Who was it that she really wanted to talk to? Newspapers for further information, someone in authority for confirmation, lawyers for advice and action. But if she could get through to the right lawyer, he could do the checking on the scene while she got into action …
She hunched forward and punched in the familiar number of the twenty-four-hour line at Heritage House.
Musical tones of almost instantaneous connection.
One ring.
‘Good morning. Heritage Mariner. Claire speaking. How may I help you?’
‘Claire, this is Robin Mariner. I need some information urgently. Can you access the memory banks for me?’
‘I would need a current company codeword for anything confidential, Captain Mariner.’
‘This won’t be confidential. I need the home telephone number of the Heritage Mariner legal contact in Hong Kong.’
‘Let me see … Hong Kong … That would be the firm of … Balfour Stephenson, 116 Johnston Road … Yes. Here it is. Contact Andrew Atherton Balfour. He lives in Repulse Bay. His number is … Have you got a pencil, Captain Mariner?’
*
The phone rang three times and there was a click. Robin’s heart sank. A stilted mechanical voice like that of a Scottish robot said, ‘Hello, this is Andrew Atherton Balfour. I cannot answer the phone at the moment. If you need my professional advice you may contact my office on 8246444. Otherwise, please leave a message after the tone.’
‘Mr Balfour. My name is Robin Mariner. I am very much afraid that my husband Captain Richard Mariner of Heritage Mariner may have been arrested in Hong Kong. I have information that he may be involved in an incident to do with the motor vessel Sulu Queen —’
‘Hello? Hello, Mrs Mariner?’
‘Mr Balfour?’
‘Aye, I’m sorry, yes … You caught me still in bed, I’m afraid. There was a bit of a party at Government House last night.’
‘Have you heard anything about the Sulu Queen?’
‘Nothing at all … Look, it’s still early here, but I can start checking —’
‘Do you have a new
spaper delivered?’
‘I do indeed. Well, the maid brings it in. The South China Morning Post’
‘Could you look at the front page for me, please?’
‘Well … Yes, of course. Just a moment, please; I’ll just slip into a dressing gown and grab the walkabout …’
The line went dead. Robin waited, her eyes unfocused. She didn’t know it, but she was chewing her fingernails, a habit she thought she had broken more than twenty-five years ago.

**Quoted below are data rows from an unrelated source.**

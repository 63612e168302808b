use axum::extract::{Path, State};
use axum::{Json, debug_handler};
use axum_valid::Valid;
use tracing::instrument;

use super::ApiError;
use crate::models::{Account, Credentials};
use crate::state::SharedState;

#[instrument(skip_all, fields(username = credentials.username))]
#[debug_handler]
pub async fn register(
    State(state): State<SharedState>,
    Valid(Json(credentials)): Valid<Json<Credentials>>,
) -> Result<Json<Account>, ApiError> {
    let account = state.accounts.create_account(&credentials).await?;
    Ok(Json(account))
}

#[instrument(skip_all, fields(username = credentials.username))]
#[debug_handler]
pub async fn login(
    State(state): State<SharedState>,
    Json(credentials): Json<Credentials>,
) -> Result<Json<Account>, ApiError> {
    let account = state.accounts.login(&credentials).await?;
    Ok(Json(account))
}

#[instrument(skip_all)]
#[debug_handler]
pub async fn list(State(state): State<SharedState>) -> Result<Json<Vec<Account>>, ApiError> {
    let accounts = state
        .accounts
        .get_all_accounts()
        .await
        .inspect(|accounts| tracing::debug!(count = accounts.len(), "Returning accounts"))?;
    Ok(Json(accounts))
}

#[instrument(skip(state))]
#[debug_handler]
pub async fn find(
    State(state): State<SharedState>,
    Path(account_id): Path<i64>,
) -> Result<Json<Account>, ApiError> {
    state
        .accounts
        .get_account_by_id(account_id)
        .await?
        .map(Json)
        .ok_or(ApiError::NotFound)
}

#[instrument(skip(state, credentials), fields(username = credentials.username))]
#[debug_handler]
pub async fn update(
    State(state): State<SharedState>,
    Path(account_id): Path<i64>,
    Valid(Json(credentials)): Valid<Json<Credentials>>,
) -> Result<Json<Account>, ApiError> {
    state
        .accounts
        .update_account(account_id, &credentials)
        .await?
        .map(Json)
        .ok_or(ApiError::NotFound)
}
#![allow(clippy::missing_errors_doc)]

use axum::Router;
use axum::routing::{get, post};
use clap::Parser;
use repository::Repository;
use state::SharedState;
use std::net::{IpAddr, Ipv4Addr, SocketAddr};
use tokio::net::TcpListener;
use tracing::instrument;

pub mod endpoints;
pub mod layers;
pub mod models;
pub mod repository;
pub mod service;
pub mod state;

#[derive(Parser, Clone, Debug)]
#[command(version, about)]
#[must_use]
pub struct Settings {
    #[arg(default_value_t = SocketAddr::new(IpAddr::V4(Ipv4Addr::UNSPECIFIED), 3000))]
    pub socket_addr: SocketAddr,

    /// `SQLite` connection string; `mode=rwc` creates the file when missing
    #[arg(long, default_value = "sqlite://social_media.db?mode=rwc")]
    pub database_url: String,

    #[arg(long, default_value_t = 5)]
    pub max_connections: u32,
}

pub fn router(shared_state: SharedState) -> Router {
    use endpoints::{account, message};

    Router::new()
        .route("/register", post(account::register))
        .route("/login", post(account::login))
        .route("/accounts", get(account::list))
        .route("/accounts/{id}", get(account::find).put(account::update))
        .route("/accounts/{id}/messages", get(message::list_by_account))
        .route("/messages", get(message::list).post(message::create))
        .route(
            "/messages/{id}",
            get(message::find)
                .patch(message::update)
                .delete(message::delete),
        )
        .layer(layers::trace_layer())
        .with_state(shared_state)
}

#[instrument]
pub async fn run(settings: Settings) -> Result<(), color_eyre::eyre::Report> {
    let repository =
        Repository::connect(&settings.database_url, settings.max_connections).await?;
    let router = self::router(SharedState::new(repository));

    let listener = TcpListener::bind(settings.socket_addr).await?;
    tracing::info!(listen_addr = ?listener.local_addr()?, "Bound to local socket");

    axum::serve(listener, router)
        .with_graceful_shutdown(self::shutdown_signal())
        .await?;

    Ok(())
}

#[instrument]
async fn shutdown_signal() {
    let _ = tokio::signal::ctrl_c()
        .await
        .inspect(|()| tracing::info!("Caught CTRL+C signal, shutting down"))
        .inspect_err(|error| tracing::error!(?error, "Failed to await CTRL+C signal"));
}
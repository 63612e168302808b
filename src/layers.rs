use axum::body::Body;
use axum::extract::{MatchedPath, Request};
use tower_http::trace::TraceLayer;
use tracing::Span;

/// Installs `color-eyre` and the global `tracing` subscriber.
#[derive(Debug)]
#[must_use]
pub struct ErrorLayer;

impl ErrorLayer {
    pub fn setup(&self) -> Result<(), color_eyre::eyre::Error> {
        use tracing_error::ErrorLayer;
        use tracing_subscriber::prelude::*;
        use tracing_subscriber::{EnvFilter, fmt};

        color_eyre::install()?;

        let format_layer = fmt::layer()
            .pretty()
            .without_time()
            .with_thread_names(true)
            .with_writer(std::io::stderr);

        let crate_name = env!("CARGO_CRATE_NAME");
        let default_rust_log =
            format!("{crate_name}=trace,tower_http=debug,sqlx=warn,axum::rejection=trace");
        let filter_layer =
            EnvFilter::try_from_default_env().or_else(|_| EnvFilter::try_new(default_rust_log))?;

        tracing_subscriber::registry()
            .with(filter_layer)
            .with(format_layer)
            .with(ErrorLayer::default())
            .try_init()?;

        Ok(())
    }
}

type Classifier =
    tower_http::classify::SharedClassifier<tower_http::classify::ServerErrorsAsFailures>;

#[must_use]
pub fn trace_layer() -> TraceLayer<Classifier, impl Clone + Fn(&Request<Body>) -> Span> {
    TraceLayer::new_for_http().make_span_with(|request: &Request<Body>| {
        let matched_path = request
            .extensions()
            .get::<MatchedPath>()
            .map(MatchedPath::as_str);
        tracing::info_span!(
            "http_request",
            method = ?request.method(),
            matched_path,
            uri = %request.uri(),
        )
    })
}
use chrono::Utc;
use tracing::instrument;

use super::ServiceError;
use crate::models::{Message, MessagePatch, NewMessage};
use crate::repository::account::AccountRepository;
use crate::repository::message::MessageRepository;

pub const MAX_MESSAGE_LENGTH: usize = 255;

#[derive(Debug, Clone)]
#[must_use]
pub struct MessageService {
    messages: MessageRepository,
    accounts: AccountRepository,
}

fn validate_text(text: Option<&str>) -> Result<&str, ServiceError> {
    let Some(text) = text.filter(|text| !text.trim().is_empty()) else {
        let reason = "Message text cannot be empty.".to_owned();
        return Err(ServiceError::Validation(reason));
    };

    if text.chars().count() > MAX_MESSAGE_LENGTH {
        let reason = format!("Message text cannot exceed {MAX_MESSAGE_LENGTH} characters.");
        return Err(ServiceError::Validation(reason));
    }

    Ok(text)
}

impl MessageService {
    pub const fn new(messages: MessageRepository, accounts: AccountRepository) -> Self {
        Self { messages, accounts }
    }

    #[instrument(skip_all, fields(posted_by = new_message.posted_by))]
    pub async fn create_message(&self, new_message: &NewMessage) -> Result<Message, ServiceError> {
        let text = validate_text(new_message.message_text.as_deref())
            .inspect_err(|error| tracing::debug!(%error, "Rejecting message"))?;

        if !self.accounts.exists_by_id(new_message.posted_by).await? {
            tracing::debug!("Rejecting message: posting account does not exist");
            return Err(ServiceError::Validation("User not found.".to_owned()));
        }

        let time_posted_epoch = new_message
            .time_posted_epoch
            .unwrap_or_else(|| Utc::now().timestamp());
        let message = self
            .messages
            .insert(new_message.posted_by, text, time_posted_epoch)
            .await?;
        Ok(message)
    }

    #[instrument(skip(self))]
    pub async fn get_all_messages(&self) -> Result<Vec<Message>, ServiceError> {
        Ok(self.messages.find_all().await?)
    }

    #[instrument(skip(self))]
    pub async fn get_message_by_id(&self, message_id: i64) -> Result<Option<Message>, ServiceError> {
        Ok(self.messages.find_by_id(message_id).await?)
    }

    #[instrument(skip(self))]
    pub async fn get_messages_by_account_id(
        &self,
        account_id: i64,
    ) -> Result<Vec<Message>, ServiceError> {
        Ok(self.messages.find_by_posted_by(account_id).await?)
    }

    /// Overwrites whichever of text and timestamp the patch carries.
    /// `None` when the message does not exist.
    #[instrument(skip(self, patch))]
    pub async fn update_message(
        &self,
        message_id: i64,
        patch: &MessagePatch,
    ) -> Result<Option<Message>, ServiceError> {
        let text = match patch.message_text.as_deref() {
            Some(text) => Some(validate_text(Some(text))?),
            None => None,
        };

        let Some(mut message) = self.messages.find_by_id(message_id).await? else {
            tracing::debug!("No message to update");
            return Ok(None);
        };

        if let Some(text) = text {
            text.clone_into(&mut message.message_text);
        }
        if let Some(time_posted_epoch) = patch.time_posted_epoch {
            message.time_posted_epoch = time_posted_epoch;
        }

        let saved = self.messages.save(&message).await?;
        Ok(Some(saved))
    }

    /// `false` when nothing matched; deleting a missing message is not an error.
    #[instrument(skip(self))]
    pub async fn delete_message_by_id(&self, message_id: i64) -> Result<bool, ServiceError> {
        if !self.messages.exists_by_id(message_id).await? {
            tracing::debug!("No message to delete");
            return Ok(false);
        }
        Ok(self.messages.delete_by_id(message_id).await?)
    }
}
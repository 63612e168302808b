use crate::repository::Repository;
use crate::service::account::AccountService;
use crate::service::message::MessageService;

#[derive(Debug, Clone)]
#[must_use]
pub struct SharedState {
    pub accounts: AccountService,
    pub messages: MessageService,
}

impl SharedState {
    pub fn new(repository: Repository) -> Self {
        let Repository { accounts, messages } = repository;
        Self {
            accounts: AccountService::new(accounts.clone()),
            messages: MessageService::new(messages, accounts),
        }
    }
}
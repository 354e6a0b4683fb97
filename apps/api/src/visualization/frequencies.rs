//! Word frequencies for the keyword cloud.
//!
//! The keyword list is treated as a corpus: keywords are joined, tokenized
//! and counted, so a keyword repeated by the evaluator weighs more.

use std::collections::HashMap;

use once_cell::sync::Lazy;
use regex::Regex;

static TOKEN_RE: Lazy<Regex> = Lazy::new(|| Regex::new(r"\w[\w'+#]*").unwrap());

/// Filler words that never carry a skill on their own.
const STOPWORDS: &[&str] = &[
    "a", "an", "and", "are", "as", "at", "be", "but", "by", "for", "from", "has", "have", "in",
    "into", "is", "it", "its", "of", "on", "or", "that", "the", "their", "this", "to", "was",
    "were", "will", "with",
];

#[derive(Debug, Clone, PartialEq)]
pub struct WordFrequency {
    pub word: String,
    pub count: usize,
    /// `count` divided by the highest count.
    pub weight: f64,
}

#[derive(Debug)]
struct WordGroup {
    first_seen: usize,
    total: usize,
    /// Casing variants with their counts, in order of first appearance.
    casings: Vec<(String, usize)>,
}

impl WordGroup {
    fn add(&mut self, token: &str) {
        self.total += 1;
        match self.casings.iter_mut().find(|(c, _)| c == token) {
            Some((_, n)) => *n += 1,
            None => self.casings.push((token.to_string(), 1)),
        }
    }

    fn absorb(&mut self, other: WordGroup) {
        self.first_seen = self.first_seen.min(other.first_seen);
        self.total += other.total;
    }

    /// Most frequent casing; earliest wins ties.
    fn display(&self) -> &str {
        let mut best: Option<&(String, usize)> = None;
        for casing in &self.casings {
            if best.map(|b| casing.1 > b.1).unwrap_or(true) {
                best = Some(casing);
            }
        }
        best.map(|(c, _)| c.as_str()).unwrap_or_default()
    }
}

/// Counts words across the keyword list and returns the `max_words` most
/// frequent, highest first. Ties keep first-appearance order.
pub fn word_frequencies(keywords: &[String], max_words: usize) -> Vec<WordFrequency> {
    let corpus = keywords.join(" ");
    let mut groups: HashMap<String, WordGroup> = HashMap::new();

    for (position, m) in TOKEN_RE.find_iter(&corpus).enumerate() {
        let token = strip_possessive(m.as_str());
        let key = token.to_lowercase();
        if token.is_empty() || STOPWORDS.contains(&key.as_str()) || is_number(token) {
            continue;
        }
        groups
            .entry(key)
            .or_insert_with(|| WordGroup {
                first_seen: position,
                total: 0,
                casings: Vec::new(),
            })
            .add(token);
    }

    fold_plurals(&mut groups);

    let mut ranked: Vec<WordGroup> = groups.into_values().collect();
    ranked.sort_by(|a, b| b.total.cmp(&a.total).then(a.first_seen.cmp(&b.first_seen)));
    ranked.truncate(max_words);

    let max_count = ranked.first().map(|g| g.total).unwrap_or(1) as f64;
    ranked
        .iter()
        .map(|g| WordFrequency {
            word: g.display().to_string(),
            count: g.total,
            weight: g.total as f64 / max_count,
        })
        .collect()
}

/// Merges `apis` into `api` when both occur. `ss` endings are left alone.
fn fold_plurals(groups: &mut HashMap<String, WordGroup>) {
    let plurals: Vec<String> = groups
        .keys()
        .filter(|k| k.len() > 1 && k.ends_with('s') && !k.ends_with("ss"))
        .filter(|k| groups.contains_key(&k[..k.len() - 1]))
        .cloned()
        .collect();

    for plural in plurals {
        if let Some(group) = groups.remove(&plural) {
            if let Some(singular) = groups.get_mut(&plural[..plural.len() - 1]) {
                singular.absorb(group);
            }
        }
    }
}

fn strip_possessive(token: &str) -> &str {
    token
        .strip_suffix("'s")
        .or_else(|| token.strip_suffix("'S"))
        .unwrap_or(token)
}

fn is_number(token: &str) -> bool {
    token.chars().all(|c| c.is_numeric())
}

‘Wai!’ The unexpected Cantonese greeting made her jump. ‘Still there?’ Balfour’s gentle Scottish tones flowed smoothly on.
‘Still here.’
‘Right … Just bear with me for a second … Jou shan, Su Lin, mgoi.’ There was the chink of a teacup and Robin remembered that mgoi meant ‘thank you’. ‘Right …’ A rustle of paper.
Inconsequentially, Robin wondered just how much British Telecom would be charging her for the privilege of listening to a Hong Kong solicitor the better part of ten thousand miles distant say ‘good morning’ to his housemaid Su Lin, accept a cup of tea and unfold his morning paper.
Then idle speculation was shattered. ‘My God!’ said Andrew Atherton Balfour, his voice horrified. ‘Sweet Christ!’ And Robin had formed the firm opinion that this was not a man who approved of blasphemy under normal circumstances at all. ‘I’ll get onto this,’ he said, as though she could see the paper as clearly as he. ‘I know just the man to ask about this. Jesus. Captain Mariner himself. It’s incredible.’
‘I’m on my way,’ she said.
‘What?’
‘I’m coming out myself. At once. Book me a suite for tonight. From tonight, open-ended. No. Look for a leave flat, just in case.’
‘Mrs Mariner —’
‘Get the suite at the Mandarin if you can. I haven’t been out for some time but it used to be my favourite. Or the Peninsula if Kowloon side is better. Someone will be in contact later with my arrival details. And don’t forget the leave flat if it looks as though it’ll be a long-term thing. Would you mind?’